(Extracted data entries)
────────────────────────────────────────

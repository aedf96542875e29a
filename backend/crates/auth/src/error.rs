//! Auth Error Types
//!
//! This module provides auth-specific error variants that integrate
//! with the unified `kernel::error::AppError` system.

use axum::http::StatusCode;
use axum::response::{IntoResponse, Response};
use kernel::error::{app_error::AppError, kind::ErrorKind};
use thiserror::Error;

/// Auth-specific result type alias
pub type AuthResult<T> = Result<T, AuthError>;

/// Auth-specific error variants
///
/// The first five variants are classified, client-correctable results;
/// everything below them is infrastructure failure passed through from a
/// collaborator and surfaced opaquely.
#[derive(Debug, Error)]
pub enum AuthError {
    /// Email fails the address grammar
    #[error("Invalid email format")]
    InvalidEmailFormat,

    /// Password fails the strength policy
    #[error("Invalid password format")]
    InvalidPasswordFormat,

    /// Signup uniqueness violated
    #[error("Email already exists")]
    EmailExists,

    /// Login credential mismatch; unknown email and wrong password both
    /// map here so callers cannot enumerate accounts
    #[error("Invalid email or password")]
    InvalidEmailPassword,

    /// Password-change precondition failed (unknown account or wrong
    /// old password)
    #[error("Could not update account field")]
    UpdateFieldRejected,

    /// Request reached an authenticated route without an active session
    #[error("Session not found or expired")]
    SessionRequired,

    /// Database error
    #[error("Database error: {0}")]
    Database(#[from] sqlx::Error),

    /// Credential hashing error
    #[error("Password hashing error: {0}")]
    Hashing(#[from] platform::password::PasswordHashError),

    /// Session payload (de)serialization error
    #[error("Session payload error: {0}")]
    Serialization(#[from] serde_json::Error),

    /// Session store error
    #[error("Session store error: {0}")]
    SessionStore(String),

    /// Internal error
    #[error("Internal error: {0}")]
    Internal(String),
}

impl AuthError {
    /// Get the HTTP status code for this error
    pub fn status_code(&self) -> StatusCode {
        match self {
            AuthError::InvalidEmailFormat | AuthError::InvalidPasswordFormat => {
                StatusCode::BAD_REQUEST
            }
            AuthError::EmailExists => StatusCode::CONFLICT,
            AuthError::InvalidEmailPassword => StatusCode::UNAUTHORIZED,
            AuthError::UpdateFieldRejected => StatusCode::UNPROCESSABLE_ENTITY,
            AuthError::SessionRequired => StatusCode::UNAUTHORIZED,
            AuthError::Database(_)
            | AuthError::Hashing(_)
            | AuthError::Serialization(_)
            | AuthError::SessionStore(_)
            | AuthError::Internal(_) => StatusCode::INTERNAL_SERVER_ERROR,
        }
    }

    /// Get the ErrorKind for this error
    pub fn kind(&self) -> ErrorKind {
        match self {
            AuthError::InvalidEmailFormat | AuthError::InvalidPasswordFormat => {
                ErrorKind::BadRequest
            }
            AuthError::EmailExists => ErrorKind::Conflict,
            AuthError::InvalidEmailPassword => ErrorKind::Unauthorized,
            AuthError::UpdateFieldRejected => ErrorKind::UnprocessableEntity,
            AuthError::SessionRequired => ErrorKind::Unauthorized,
            AuthError::Database(_)
            | AuthError::Hashing(_)
            | AuthError::Serialization(_)
            | AuthError::SessionStore(_)
            | AuthError::Internal(_) => ErrorKind::InternalServerError,
        }
    }

    /// Whether this error is infrastructure failure rather than a
    /// classified validation/precondition result
    pub fn is_infrastructure(&self) -> bool {
        matches!(
            self,
            AuthError::Database(_)
                | AuthError::Hashing(_)
                | AuthError::Serialization(_)
                | AuthError::SessionStore(_)
                | AuthError::Internal(_)
        )
    }

    /// Convert to AppError
    ///
    /// Infrastructure errors are rendered with a generic message so no
    /// collaborator detail leaks to clients.
    pub fn to_app_error(&self) -> AppError {
        if self.is_infrastructure() {
            AppError::new(self.kind(), "Internal server error")
        } else {
            AppError::new(self.kind(), self.to_string())
        }
    }

    /// Log the error with appropriate level
    fn log(&self) {
        match self {
            AuthError::Database(e) => {
                tracing::error!(error = %e, "Auth database error");
            }
            AuthError::Hashing(e) => {
                tracing::error!(error = %e, "Credential hashing error");
            }
            AuthError::Serialization(e) => {
                tracing::error!(error = %e, "Session payload error");
            }
            AuthError::SessionStore(msg) => {
                tracing::error!(message = %msg, "Session store error");
            }
            AuthError::Internal(msg) => {
                tracing::error!(message = %msg, "Auth internal error");
            }
            AuthError::InvalidEmailPassword => {
                tracing::warn!("Invalid login attempt");
            }
            _ => {
                tracing::debug!(error = %self, "Auth error");
            }
        }
    }
}

impl IntoResponse for AuthError {
    fn into_response(self) -> Response {
        self.log();
        self.to_app_error().into_response()
    }
}

impl From<AppError> for AuthError {
    fn from(err: AppError) -> Self {
        AuthError::Internal(err.to_string())
    }
}

#[cfg(test)]
mod tests {
    use super::*;

    #[test]
    fn test_classified_status_codes() {
        assert_eq!(
            AuthError::InvalidEmailFormat.status_code(),
            StatusCode::BAD_REQUEST
        );
        assert_eq!(AuthError::EmailExists.status_code(), StatusCode::CONFLICT);
        assert_eq!(
            AuthError::InvalidEmailPassword.status_code(),
            StatusCode::UNAUTHORIZED
        );
        assert_eq!(
            AuthError::UpdateFieldRejected.status_code(),
            StatusCode::UNPROCESSABLE_ENTITY
        );
    }

    #[test]
    fn test_infrastructure_is_opaque() {
        let err = AuthError::Internal("pool exploded".to_string());
        assert!(err.is_infrastructure());

        let app = err.to_app_error();
        assert_eq!(app.status_code(), 500);
        assert!(!app.message().contains("pool exploded"));
    }

    #[test]
    fn test_classified_is_not_infrastructure() {
        assert!(!AuthError::EmailExists.is_infrastructure());
        assert!(!AuthError::InvalidEmailPassword.is_infrastructure());
    }
}
mod sign_up_tests {
    use std::sync::Arc;

    use super::support::{FakeDirectory, test_config};
    use crate::application::{SignUpInput, SignUpUseCase};
    use crate::error::AuthError;

    fn input(email: &str, password: &str) -> SignUpInput {
        SignUpInput {
            email: email.to_string(),
            password: password.to_string(),
            first_name: "Ada".to_string(),
            last_name: "Lovelace".to_string(),
        }
    }

    #[tokio::test]
    async fn student_signup_persists_account_and_role_record() {
        let directory = Arc::new(FakeDirectory::new());
        let use_case = SignUpUseCase::new(directory.clone(), directory.clone(), test_config());

        let output = use_case
            .execute_student(input("a@b.com", "Abcdef12"))
            .await
            .unwrap();

        assert!(!output.account_id.as_uuid().is_nil());

        let stored = directory.stored_account("a@b.com").unwrap();
        assert_ne!(stored.password_hash.as_str(), "Abcdef12");
        assert!(stored.password_hash.as_str().starts_with("$2"));

        let students = directory.students.lock().unwrap();
        assert_eq!(students.len(), 1);
        assert_eq!(students[0].account_id, output.account_id);
    }

    #[tokio::test]
    async fn faculty_signup_persists_faculty_record() {
        let directory = Arc::new(FakeDirectory::new());
        let use_case = SignUpUseCase::new(directory.clone(), directory.clone(), test_config());

        let output = use_case
            .execute_faculty(input("prof@uni.edu", "Abcdef12"))
            .await
            .unwrap();

        assert!(directory.students.lock().unwrap().is_empty());

        let faculty = directory.faculty.lock().unwrap();
        assert_eq!(faculty.len(), 1);
        assert_eq!(faculty[0].account_id, output.account_id);
    }

    #[tokio::test]
    async fn duplicate_email_is_rejected() {
        let directory = Arc::new(FakeDirectory::new());
        let use_case = SignUpUseCase::new(directory.clone(), directory.clone(), test_config());

        use_case
            .execute_student(input("a@b.com", "Abcdef12"))
            .await
            .unwrap();

        let err = use_case
            .execute_student(input("a@b.com", "Abcdef12"))
            .await
            .unwrap_err();
        assert!(matches!(err, AuthError::EmailExists));
    }

    #[tokio::test]
    async fn invalid_email_is_rejected() {
        let directory = Arc::new(FakeDirectory::new());
        let use_case = SignUpUseCase::new(directory.clone(), directory.clone(), test_config());

        let err = use_case
            .execute_student(input("not-an-email", "Abcdef12"))
            .await
            .unwrap_err();
        assert!(matches!(err, AuthError::InvalidEmailFormat));
    }

    #[tokio::test]
    async fn weak_password_is_rejected() {
        let directory = Arc::new(FakeDirectory::new());
        let use_case = SignUpUseCase::new(directory.clone(), directory.clone(), test_config());

        let err = use_case
            .execute_student(input("a@b.com", "lowercase1"))
            .await
            .unwrap_err();
        assert!(matches!(err, AuthError::InvalidPasswordFormat));

        // Nothing was written before the rejection.
        assert!(directory.accounts.lock().unwrap().is_empty());
    }

    #[tokio::test]
    async fn signup_seeds_default_preferences() {
        let directory = Arc::new(FakeDirectory::new());
        let use_case = SignUpUseCase::new(directory.clone(), directory.clone(), test_config());

        use_case
            .execute_student(input("a@b.com", "Abcdef12"))
            .await
            .unwrap();

        let stored = directory.stored_account("a@b.com").unwrap();
        assert_eq!(stored.preferences.ui_theme, "light");
        assert_eq!(stored.preferences.editor_theme, "monokai");
        assert!(stored.preferences.wants_email_notifications);
    }
}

────────────────────────────────────────

▶ **WHAT YOU ARE ASKED TO DO**:
Each line above with the string "exploded" in it should be located and copied.

▶ **REPLY**:
        let err = AuthError::Internal("pool exploded".to_string());
        assert!(!app.message().contains("pool exploded"));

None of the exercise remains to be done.